LUNCH - 4 SERVINGS - 45 MIN - EASY

We made this recipe for a GRIM-team-lunch. The combination of the sweet potatoes and the fresh veggies is a great combination. You like it vegan? No problem - just skip the parmesan. 

Ingredients for the potatoes

  • 4 sweet potatoes

  • Parmesan cheese 

  • Fresh thyme and rosemary

  • Olive oil

  • Salt & pepper

    Ingredients for the veggie-mix

    • 1 fennel

    • 1 chard

    • 1 onion 

    • 1 garlic clove 

    • Salt & pepper 

    • Olive oil 

      A pan of sautéed swiss chard

      How to do it

      1. Boil the sweet potatoes for about 30 until they are soft. 

      2. In the meantime: Prepare the veggie-mix.

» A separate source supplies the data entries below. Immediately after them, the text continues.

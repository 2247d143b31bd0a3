pub mod frankfurter;

pub use frankfurter::FrankfurterProvider;
//! Minimum-interval gate for independent requests
//!
//! Call sites that issue a burst of independent requests (for example a batch
//! of images) pass through a `Throttle` so successive requests are spaced out
//! and do not trip upstream rate limits. Waiters are served in order.

use std::time::Duration;

use tokio::sync::Mutex;
use tokio::time::Instant;

pub struct Throttle {
    min_interval: Duration,
    last: Mutex<Option<Instant>>,
}

impl Throttle {
    pub fn new(min_interval: Duration) -> Self {
        Self {
            min_interval,
            last: Mutex::new(None),
        }
    }

    /// Wait until at least `min_interval` has passed since the previous
    /// caller was let through. The first call passes immediately.
    pub async fn wait(&self) {
        let mut last = self.last.lock().await;
        if let Some(prev) = *last {
            tokio::time::sleep_until(prev + self.min_interval).await;
        }
        *last = Some(Instant::now());
    }
}
//! REST request and response bodies
//!
//! Only the fields the adapters read or write are modelled. Unknown response
//! fields are ignored so additions upstream do not break decoding.

use serde::{Deserialize, Serialize};

#[derive(Debug, Default, Serialize)]
#[serde(rename_all = "camelCase")]
pub struct GenerateContentRequest {
    pub contents: Vec<Content>,
    #[serde(skip_serializing_if = "Option::is_none")]
    pub generation_config: Option<GenerationConfig>,
    #[serde(skip_serializing_if = "Vec::is_empty")]
    pub tools: Vec<Tool>,
}

impl GenerateContentRequest {
    /// Single user turn holding one text part.
    pub fn prompt(text: impl Into<String>) -> Self {
        Self {
            contents: vec![Content {
                role: Some("user".into()),
                parts: vec![Part::text(text)],
            }],
            ..Self::default()
        }
    }

    pub fn with_config(mut self, config: GenerationConfig) -> Self {
        self.generation_config = Some(config);
        self
    }

    pub fn with_search(mut self) -> Self {
        self.tools.push(Tool {
            google_search: GoogleSearch {},
        });
        self
    }
}

#[derive(Debug, Clone, Default, Serialize, Deserialize)]
pub struct Content {
    #[serde(default, skip_serializing_if = "Option::is_none")]
    pub role: Option<String>,
    #[serde(default)]
    pub parts: Vec<Part>,
}

#[derive(Debug, Clone, Default, Serialize, Deserialize)]
#[serde(rename_all = "camelCase")]
pub struct Part {
    #[serde(default, skip_serializing_if = "Option::is_none")]
    pub text: Option<String>,
    #[serde(default, skip_serializing_if = "Option::is_none")]
    pub inline_data: Option<InlineData>,
}

impl Part {
    pub fn text(text: impl Into<String>) -> Self {
        Self {
            text: Some(text.into()),
            inline_data: None,
        }
    }
}

/// Base64 payload with its MIME type.
#[derive(Debug, Clone, Serialize, Deserialize)]
#[serde(rename_all = "camelCase")]
pub struct InlineData {
    pub mime_type: String,
    pub data: String,
}

#[derive(Debug, Default, Serialize)]
#[serde(rename_all = "camelCase")]
pub struct GenerationConfig {
    #[serde(skip_serializing_if = "Option::is_none")]
    pub response_mime_type: Option<String>,
    #[serde(skip_serializing_if = "Option::is_none")]
    pub response_schema: Option<serde_json::Value>,
    #[serde(skip_serializing_if = "Option::is_none")]
    pub response_modalities: Option<Vec<String>>,
    #[serde(skip_serializing_if = "Option::is_none")]
    pub speech_config: Option<SpeechConfig>,
    #[serde(skip_serializing_if = "Option::is_none")]
    pub image_config: Option<ImageConfig>,
}

impl GenerationConfig {
    /// JSON output constrained to `schema`.
    pub fn json(schema: serde_json::Value) -> Self {
        Self {
            response_mime_type: Some("application/json".into()),
            response_schema: Some(schema),
            ..Self::default()
        }
    }
}

#[derive(Debug, Serialize)]
#[serde(rename_all = "camelCase")]
pub struct SpeechConfig {
    pub voice_config: VoiceConfig,
}

#[derive(Debug, Serialize)]
#[serde(rename_all = "camelCase")]
pub struct VoiceConfig {
    pub prebuilt_voice_config: PrebuiltVoiceConfig,
}

#[derive(Debug, Serialize)]
#[serde(rename_all = "camelCase")]
pub struct PrebuiltVoiceConfig {
    pub voice_name: String,
}

#[derive(Debug, Serialize)]
#[serde(rename_all = "camelCase")]
pub struct ImageConfig {
    pub aspect_ratio: String,
}

#[derive(Debug, Serialize)]
#[serde(rename_all = "camelCase")]
pub struct Tool {
    pub google_search: GoogleSearch,
}

#[derive(Debug, Serialize)]
pub struct GoogleSearch {}

#[derive(Debug, Default, Deserialize)]
#[serde(rename_all = "camelCase")]
pub struct GenerateContentResponse {
    #[serde(default)]
    pub candidates: Vec<Candidate>,
    #[serde(default)]
    pub prompt_feedback: Option<PromptFeedback>,
}

#[derive(Debug, Default, Deserialize)]
#[serde(rename_all = "camelCase")]
pub struct Candidate {
    #[serde(default)]
    pub content: Option<Content>,
    #[serde(default)]
    pub finish_reason: Option<String>,
    #[serde(default)]
    pub grounding_metadata: Option<GroundingMetadata>,
}

#[derive(Debug, Default, Deserialize)]
#[serde(rename_all = "camelCase")]
pub struct PromptFeedback {
    #[serde(default)]
    pub block_reason: Option<String>,
}

#[derive(Debug, Default, Deserialize)]
#[serde(rename_all = "camelCase")]
pub struct GroundingMetadata {
    #[serde(default)]
    pub grounding_chunks: Vec<GroundingChunk>,
}

#[derive(Debug, Default, Deserialize)]
pub struct GroundingChunk {
    #[serde(default)]
    pub web: Option<WebSource>,
}

/// A web page the search tool grounded an answer on.
#[derive(Debug, Clone, PartialEq, Eq, Serialize, Deserialize)]
pub struct WebSource {
    #[serde(default)]
    pub title: String,
    #[serde(default)]
    pub uri: String,
}

impl GenerateContentResponse {
    fn parts(&self) -> impl Iterator<Item = &Part> {
        self.candidates
            .first()
            .and_then(|c| c.content.as_ref())
            .into_iter()
            .flat_map(|content| content.parts.iter())
    }

    /// Concatenated text parts of the first candidate, if any.
    pub fn text(&self) -> Option<String> {
        let text: String = self.parts().filter_map(|p| p.text.as_deref()).collect();
        if text.trim().is_empty() { None } else { Some(text) }
    }

    /// First inline media part of the first candidate.
    pub fn inline_data(&self) -> Option<&InlineData> {
        self.parts().find_map(|p| p.inline_data.as_ref())
    }

    /// Web sources from search grounding, in response order.
    pub fn web_sources(&self) -> Vec<WebSource> {
        self.candidates
            .first()
            .and_then(|c| c.grounding_metadata.as_ref())
            .map(|meta| {
                meta.grounding_chunks
                    .iter()
                    .filter_map(|chunk| chunk.web.clone())
                    .collect()
            })
            .unwrap_or_default()
    }

    /// Why nothing came back, when the service says so.
    pub fn block_reason(&self) -> Option<&str> {
        if let Some(reason) = self
            .prompt_feedback
            .as_ref()
            .and_then(|f| f.block_reason.as_deref())
        {
            return Some(reason);
        }
        self.candidates
            .first()
            .and_then(|c| c.finish_reason.as_deref())
            .filter(|reason| *reason != "STOP")
    }
}

/// Body of `models/{model}:predictLongRunning` for video models.
#[derive(Debug, Serialize)]
pub struct PredictRequest {
    pub instances: Vec<VideoInstance>,
    pub parameters: VideoParameters,
}

#[derive(Debug, Serialize)]
pub struct VideoInstance {
    pub prompt: String,
    #[serde(skip_serializing_if = "Option::is_none")]
    pub image: Option<VideoImage>,
}

#[derive(Debug, Serialize)]
#[serde(rename_all = "camelCase")]
pub struct VideoImage {
    pub bytes_base64_encoded: String,
    pub mime_type: String,
}

#[derive(Debug, Serialize)]
#[serde(rename_all = "camelCase")]
pub struct VideoParameters {
    pub aspect_ratio: String,
    pub resolution: String,
    pub sample_count: u32,
}

/// Long-running operation handle returned by predict and polling.
#[derive(Debug, Default, Deserialize)]
#[serde(rename_all = "camelCase")]
pub struct Operation {
    pub name: String,
    #[serde(default)]
    pub done: bool,
    #[serde(default)]
    pub error: Option<OperationError>,
    #[serde(default)]
    pub response: Option<OperationResponse>,
}

#[derive(Debug, Default, Deserialize)]
pub struct OperationError {
    #[serde(default)]
    pub code: u16,
    #[serde(default)]
    pub message: String,
}

#[derive(Debug, Default, Deserialize)]
#[serde(rename_all = "camelCase")]
pub struct OperationResponse {
    #[serde(default)]
    pub generate_video_response: Option<GenerateVideoResponse>,
}

#[derive(Debug, Default, Deserialize)]
#[serde(rename_all = "camelCase")]
pub struct GenerateVideoResponse {
    #[serde(default)]
    pub generated_samples: Vec<GeneratedSample>,
}

#[derive(Debug, Default, Deserialize)]
pub struct GeneratedSample {
    #[serde(default)]
    pub video: Option<VideoRef>,
}

#[derive(Debug, Default, Deserialize)]
pub struct VideoRef {
    #[serde(default)]
    pub uri: Option<String>,
}

impl Operation {
    /// URI of the first generated video.
    pub fn video_uri(&self) -> Option<&str> {
        self.response
            .as_ref()?
            .generate_video_response
            .as_ref()?
            .generated_samples
            .iter()
            .find_map(|s| s.video.as_ref()?.uri.as_deref())
    }
}

/// Error envelope of non-2xx responses.
#[derive(Debug, Deserialize)]
pub struct ApiErrorBody {
    pub error: ApiErrorDetail,
}

#[derive(Debug, Deserialize)]
pub struct ApiErrorDetail {
    #[serde(default)]
    pub message: String,
    #[serde(default)]
    pub status: Option<String>,
}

Cut the onion and the garlic into small pieces. Cut the chard and fennel into pieces.

      3. Mix 4 tbsp of olive oil, the fresh herbs & some salt & pepper. Preheat the oven (grill function). 

      4. When the potatoes are done, cut them in half and mash them with a fork. Pour a tablespoon of herb oil over each potato and rub Parmesan cheese over it (depends on how cheesy you want it). 

      5. Put the potatoes into the preheated oven for about 5 - 10 minutes.

      6. Use the time while the potatoes are in the oven to fry your veggies. Heat some olive oil in a pan. Steam the onion with the garlic. Add the fennel and chard and fry the vegetables for another 3-5 minutes. Season with salt & pepper.